Algo como a trajetória de um garoto que nasce octogenário e, com o passar dos anos, começa a rejuvenescer na mesma medida em que acumula as experiências normais do amadurecimento. Pois foi exatamente essa história, criada nos anos 1920 pelo escritor americano F. Scott Fitzgerald, que ganhou os cinemas no filme O curioso caso de Benjamin Button (estreia na sexta-feira 16), no qual o ator Brad Pitt, na pele desse bebê especial, faz uma inacreditável viagem no tempo, do seu nascimento, no final da Primeira Guerra, à tragédia do furacão Katrina, em 2005. Dirigido por David Fincher, que ficou conhecido por tramas de suspense como Se7en e O clube da luta, esse drama fantasioso aponta para uma nova reviravolta na velha sétima arte – e ela tem a ver com o também velho encantamento de se contar uma fábula mágica e envolvente.

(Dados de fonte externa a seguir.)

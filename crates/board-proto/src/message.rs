//! Typed envelopes for every message that crosses the wire.
//!
//! All envelopes are plain serde types; the same struct is encoded as a
//! MessagePack map or as a JSON object depending on the [`WireFormat`]
//! chosen by the caller.
//!
//! Field aliases keep older clients working: `opcao`/`dados` for the
//! request envelope and `canal` for the channel name.
//!
//! [`WireFormat`]: crate::WireFormat

use serde::{Deserialize, Serialize};

fn is_false(value: &bool) -> bool {
    !*value
}

/// A request to a server node, the membership authority, or a peer endpoint.
#[derive(Debug, Clone, Default, PartialEq, Serialize, Deserialize)]
pub struct Request {
    /// Service name (`login`, `publish`, `rank`, `clock`, ...).
    #[serde(default, alias = "opcao", skip_serializing_if = "Option::is_none")]
    pub service: Option<String>,
    /// Service payload.
    #[serde(default, alias = "dados", skip_serializing_if = "Option::is_none")]
    pub data: Option<RequestData>,
    /// Set on copies pushed by the replication manager.
    #[serde(default, skip_serializing_if = "is_false")]
    pub replicated: bool,
}

impl Request {
    /// Build a request for `service` carrying `data`.
    pub fn new(service: impl Into<String>, data: RequestData) -> Self {
        Self {
            service: Some(service.into()),
            data: Some(data),
            replicated: false,
        }
    }

    /// The service name, if present.
    pub fn service(&self) -> Option<&str> {
        self.service.as_deref()
    }

    /// The payload, or an empty payload when the request carried none.
    pub fn data(&self) -> RequestData {
        self.data.clone().unwrap_or_default()
    }

    /// The clock value carried in the payload, if any.
    pub fn clock(&self) -> Option<u64> {
        self.data.as_ref().and_then(|d| d.clock)
    }

    /// A copy of this request tagged for replication.
    #[must_use]
    pub fn replicated_copy(&self) -> Self {
        Self {
            replicated: true,
            ..self.clone()
        }
    }
}

/// Payload of a [`Request`].
///
/// Every field is optional; each service reads the subset it needs.
#[derive(Debug, Clone, Default, PartialEq, Serialize, Deserialize)]
#[serde(default)]
pub struct RequestData {
    /// User name (`login`, `publish`) or server name (`rank`, `heartbeat`).
    #[serde(skip_serializing_if = "Option::is_none")]
    pub user: Option<String>,
    /// Channel name.
    #[serde(alias = "canal", skip_serializing_if = "Option::is_none")]
    pub channel: Option<String>,
    /// Message body.
    #[serde(skip_serializing_if = "Option::is_none")]
    pub message: Option<String>,
    /// Private message sender.
    #[serde(skip_serializing_if = "Option::is_none")]
    pub src: Option<String>,
    /// Private message recipient.
    #[serde(skip_serializing_if = "Option::is_none")]
    pub dst: Option<String>,
    /// Sender wall-clock time, seconds since the Unix epoch.
    #[serde(skip_serializing_if = "Option::is_none")]
    pub timestamp: Option<f64>,
    /// Sender Lamport clock.
    #[serde(skip_serializing_if = "Option::is_none")]
    pub clock: Option<u64>,
}

impl RequestData {
    /// Set `user`.
    #[must_use]
    pub fn with_user(mut self, user: impl Into<String>) -> Self {
        self.user = Some(user.into());
        self
    }

    /// Set `channel`.
    #[must_use]
    pub fn with_channel(mut self, channel: impl Into<String>) -> Self {
        self.channel = Some(channel.into());
        self
    }

    /// Set `message`.
    #[must_use]
    pub fn with_message(mut self, message: impl Into<String>) -> Self {
        self.message = Some(message.into());
        self
    }

    /// Set `src`.
    #[must_use]
    pub fn with_src(mut self, src: impl Into<String>) -> Self {
        self.src = Some(src.into());
        self
    }

    /// Set `dst`.
    #[must_use]
    pub fn with_dst(mut self, dst: impl Into<String>) -> Self {
        self.dst = Some(dst.into());
        self
    }

    /// Set `timestamp`.
    #[must_use]
    pub fn with_timestamp(mut self, timestamp: f64) -> Self {
        self.timestamp = Some(timestamp);
        self
    }

    /// Set `clock`.
    #[must_use]
    pub fn with_clock(mut self, clock: u64) -> Self {
        self.clock = Some(clock);
        self
    }
}

/// One live server as reported by the membership authority.
#[derive(Debug, Clone, PartialEq, Eq, Serialize, Deserialize)]
pub struct ServerEntry {
    /// Server name.
    pub name: String,
    /// Election priority; higher wins.
    pub rank: u64,
}

/// A reply from any request/reply endpoint.
#[derive(Debug, Clone, Default, PartialEq, Serialize, Deserialize)]
pub struct Reply {
    /// Echo of the service that was handled.
    pub service: String,
    /// Reply payload.
    #[serde(default)]
    pub data: ReplyData,
}

/// Payload of a [`Reply`].
#[derive(Debug, Clone, Default, PartialEq, Serialize, Deserialize)]
#[serde(default)]
pub struct ReplyData {
    /// Outcome (`sucesso`, `OK`, `erro`, `unknown`).
    #[serde(skip_serializing_if = "Option::is_none")]
    pub status: Option<String>,
    /// Human-readable error description.
    #[serde(skip_serializing_if = "Option::is_none")]
    pub description: Option<String>,
    /// Human-readable error message (used by `publish`/`message`).
    #[serde(skip_serializing_if = "Option::is_none")]
    pub message: Option<String>,
    /// `users` listing.
    #[serde(skip_serializing_if = "Option::is_none")]
    pub users: Option<Vec<String>>,
    /// `channels` listing.
    #[serde(skip_serializing_if = "Option::is_none")]
    pub channels: Option<Vec<String>>,
    /// Rank assigned by the authority.
    #[serde(skip_serializing_if = "Option::is_none")]
    pub rank: Option<u64>,
    /// Live membership.
    #[serde(skip_serializing_if = "Option::is_none")]
    pub list: Option<Vec<ServerEntry>>,
    /// Adjusted physical time for clock synchronization.
    #[serde(skip_serializing_if = "Option::is_none")]
    pub time: Option<f64>,
    /// Election acknowledgement.
    #[serde(skip_serializing_if = "Option::is_none")]
    pub election: Option<String>,
    /// Server-local wall-clock time of the reply.
    pub timestamp: f64,
    /// Lamport clock after the replier's tick.
    pub clock: u64,
}

impl Reply {
    /// Start a reply for `service` stamped with `clock` and `timestamp`.
    pub fn new(service: impl Into<String>, clock: u64, timestamp: f64) -> Self {
        Self {
            service: service.into(),
            data: ReplyData {
                timestamp,
                clock,
                ..ReplyData::default()
            },
        }
    }

    /// Set `status`.
    #[must_use]
    pub fn with_status(mut self, status: impl Into<String>) -> Self {
        self.data.status = Some(status.into());
        self
    }

    /// Set `description`.
    #[must_use]
    pub fn with_description(mut self, description: impl Into<String>) -> Self {
        self.data.description = Some(description.into());
        self
    }

    /// Set `message`.
    #[must_use]
    pub fn with_message(mut self, message: impl Into<String>) -> Self {
        self.data.message = Some(message.into());
        self
    }

    /// Set `users`.
    #[must_use]
    pub fn with_users(mut self, users: Vec<String>) -> Self {
        self.data.users = Some(users);
        self
    }

    /// Set `channels`.
    #[must_use]
    pub fn with_channels(mut self, channels: Vec<String>) -> Self {
        self.data.channels = Some(channels);
        self
    }

    /// Set `rank`.
    #[must_use]
    pub fn with_rank(mut self, rank: u64) -> Self {
        self.data.rank = Some(rank);
        self
    }

    /// Set `list`.
    #[must_use]
    pub fn with_list(mut self, list: Vec<ServerEntry>) -> Self {
        self.data.list = Some(list);
        self
    }

    /// Set `time`.
    #[must_use]
    pub fn with_time(mut self, time: f64) -> Self {
        self.data.time = Some(time);
        self
    }

    /// Set `election`.
    #[must_use]
    pub fn with_election(mut self, election: impl Into<String>) -> Self {
        self.data.election = Some(election.into());
        self
    }

    /// The reply status, if any.
    pub fn status(&self) -> Option<&str> {
        self.data.status.as_deref()
    }
}

/// Acknowledgement returned by a replication endpoint.
#[derive(Debug, Clone, PartialEq, Serialize, Deserialize)]
pub struct ReplicationAck {
    /// `OK` when applied, `ignored` when the input was not a replica.
    pub status: String,
    /// Receiver clock after its tick (absent on `ignored`).
    #[serde(default, skip_serializing_if = "Option::is_none")]
    pub clock: Option<u64>,
}

impl ReplicationAck {
    /// An `OK` acknowledgement.
    pub fn ok(clock: u64) -> Self {
        Self {
            status: crate::status::OK.to_string(),
            clock: Some(clock),
        }
    }

    /// An `ignored` acknowledgement.
    pub fn ignored() -> Self {
        Self {
            status: crate::status::IGNORED.to_string(),
            clock: None,
        }
    }
}

/// Coordinator announcement published on the `servers` topic.
#[derive(Debug, Clone, PartialEq, Serialize, Deserialize)]
pub struct Announcement {
    /// Message kind; `election` for coordinator announcements.
    #[serde(rename = "type")]
    pub kind: String,
    /// Bus topic the announcement was published on.
    #[serde(default)]
    pub topic: String,
    /// Service name; mirrors `kind`.
    #[serde(default)]
    pub service: String,
    /// Announcement payload.
    #[serde(default)]
    pub data: AnnouncementData,
}

/// Payload of an [`Announcement`].
#[derive(Debug, Clone, Default, PartialEq, Serialize, Deserialize)]
#[serde(default)]
pub struct AnnouncementData {
    /// Name of the new coordinator.
    #[serde(skip_serializing_if = "Option::is_none")]
    pub coordinator: Option<String>,
    /// Wall-clock time of the announcement.
    pub timestamp: f64,
    /// Announcer clock after its tick.
    #[serde(skip_serializing_if = "Option::is_none")]
    pub clock: Option<u64>,
}

impl Announcement {
    /// Kind and service value of a coordinator announcement.
    pub const ELECTION: &'static str = "election";

    /// Announce `coordinator` as the winner of an election.
    pub fn election(coordinator: impl Into<String>, timestamp: f64, clock: u64) -> Self {
        Self {
            kind: Self::ELECTION.to_string(),
            topic: crate::SERVERS_TOPIC.to_string(),
            service: Self::ELECTION.to_string(),
            data: AnnouncementData {
                coordinator: Some(coordinator.into()),
                timestamp,
                clock: Some(clock),
            },
        }
    }

    /// The announced coordinator, if this is an election announcement.
    pub fn coordinator(&self) -> Option<&str> {
        if self.kind == Self::ELECTION {
            self.data.coordinator.as_deref()
        } else {
            None
        }
    }
}

/// Channel publication or private message delivered to subscribers.
#[derive(Debug, Clone, PartialEq, Serialize, Deserialize)]
pub struct Notification {
    /// `channel` or `user`.
    #[serde(rename = "type")]
    pub kind: String,
    /// Channel name or recipient user name.
    pub topic: String,
    /// Publisher (channel publications).
    #[serde(default, skip_serializing_if = "Option::is_none")]
    pub user: Option<String>,
    /// Channel (channel publications).
    #[serde(default, skip_serializing_if = "Option::is_none")]
    pub channel: Option<String>,
    /// Sender (private messages).
    #[serde(default, skip_serializing_if = "Option::is_none")]
    pub src: Option<String>,
    /// Recipient (private messages).
    #[serde(default, skip_serializing_if = "Option::is_none")]
    pub dst: Option<String>,
    /// Message body.
    #[serde(default)]
    pub message: Option<String>,
    /// Publisher's timestamp from the original request.
    #[serde(default)]
    pub timestamp: Option<f64>,
    /// Server clock after its tick.
    pub clock: u64,
}

impl Notification {
    /// A publication to `channel`.
    pub fn channel(data: &RequestData, channel: &str, clock: u64) -> Self {
        Self {
            kind: "channel".to_string(),
            topic: channel.to_string(),
            user: data.user.clone(),
            channel: Some(channel.to_string()),
            src: None,
            dst: None,
            message: data.message.clone(),
            timestamp: data.timestamp,
            clock,
        }
    }

    /// A private message to `dst`.
    pub fn private(data: &RequestData, dst: &str, clock: u64) -> Self {
        Self {
            kind: "user".to_string(),
            topic: dst.to_string(),
            user: None,
            channel: None,
            src: data.src.clone(),
            dst: Some(dst.to_string()),
            message: data.message.clone(),
            timestamp: data.timestamp,
            clock,
        }
    }
}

Cada vez mais usada no cinema, a computação gráfica virou sinônimo de filme de ação. São milhões de bytes e centenas de horas passadas diante de computadores para criar o percurso de uma bala, os golpes de um super-herói ou as expressões faciais de criaturas horrendas. Imagine, porém, se esse arsenal fosse utilizado para levar às telas os voos de imaginação dos melhores escritores.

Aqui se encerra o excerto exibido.